* **About this exercise**: The answer must consist of the records below, repeated exactly.

Stored items from a collection
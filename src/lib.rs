// intfp/src/lib.rs

//! Integer-only fixed-point and pseudo-logarithmic numbers.
//!
//! Three representations of a real value, none of which needs a floating
//! point unit:
//!
//! * Linear fixed point ([`fixed`]), the foundation of the others.
//! * Unsigned logarithmic compressed, "loc" ([`loc`]): dense storage of large
//!   integers in few bits. Not meant for arithmetic.
//! * Signed pseudo-logarithmic, "log" ([`pseudo_log`]): adding two log values
//!   approximates multiplying the numbers they stand for, subtracting
//!   approximates dividing.
//!
//! Every codec is a single generic function instantiated per width. Raw
//! functions take the precision split as an argument; the tagged [`Fixed`],
//! [`Loc`], and [`Log`] types carry it along instead.
//!
//! The log encoding is `floor(log2(v))` plus a *linear* mantissa, not the
//! true logarithm. The error this introduces is exact zero at powers of two
//! and largest between them.

use thiserror::Error;

pub mod bits;
pub mod convert;
pub mod ewma;
pub mod ext;
pub mod fixed;
pub mod loc;
pub mod pseudo_log;
pub mod radix;


pub use bits::{Compressible, Signed, Unsigned, Word};
pub use ewma::{ewma_div, ewma_shr};
pub use fixed::Fixed;
pub use loc::Loc;
pub use pseudo_log::Log;
pub use radix::{Radix, RadixConstants, RADIX_TABLE};

/// Errors from the tagged value types. The raw codecs never fail.
#[derive(Clone, Copy, Debug, PartialEq, Eq, Error)]
pub enum Error {
    #[error("precision mismatch: {left} vs {right} mantissa bits")]
    PrecisionMismatch { left: u8, right: u8 },
    #[error("division by a zero log value")]
    DivisionByZero,
    #[error("{bits} fractional bits don't fit a {width}-bit word")]
    InvalidPrecision { bits: u8, width: u32 },
}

* **Answer box**:
filename src/lib.rs
// intfp/src/lib.rs

//! Integer-only fixed-point and pseudo-logarithmic numbers.
//!
//! Three representations of a real value, none of which needs a floating
//! point unit:
//!
//! * Linear fixed point ([`fixed`]), the foundation of the others.
//! * Unsigned logarithmic compressed, "loc" ([`loc`]): dense storage of large
//!   integers in few bits. Not meant for arithmetic.
//! * Signed pseudo-logarithmic, "log" ([`pseudo_log`]): adding two log values
//!   approximates multiplying the numbers they stand for, subtracting
//!   approximates dividing.
//!
//! Every codec is a single generic function instantiated per width. Raw
//! functions take the precision split as an argument; the tagged [`Fixed`],
//! [`Loc`], and [`Log`] types carry it along instead.
//!
//! The log encoding is `floor(log2(v))` plus a *linear* mantissa, not the
//! true logarithm. The error this introduces is exact zero at powers of two
//! and largest between them.

use thiserror::Error;

pub mod bits;
pub mod convert;
pub mod ewma;
pub mod ext;
pub mod fixed;
pub mod loc;
pub mod pseudo_log;
pub mod radix;


pub use bits::{Compressible, Signed, Unsigned, Word};
pub use ewma::{ewma_div, ewma_shr};
pub use fixed::Fixed;
pub use loc::Loc;
pub use pseudo_log::Log;
pub use radix::{Radix, RadixConstants, RADIX_TABLE};

/// Errors from the tagged value types. The raw codecs never fail.
#[derive(Clone, Copy, Debug, PartialEq, Eq, Error)]
pub enum Error {
    #[error("precision mismatch: {left} vs {right} mantissa bits")]
    PrecisionMismatch { left: u8, right: u8 },
    #[error("division by a zero log value")]
    DivisionByZero,
    #[error("{bits} fractional bits don't fit a {width}-bit word")]
    InvalidPrecision { bits: u8, width: u32 },
}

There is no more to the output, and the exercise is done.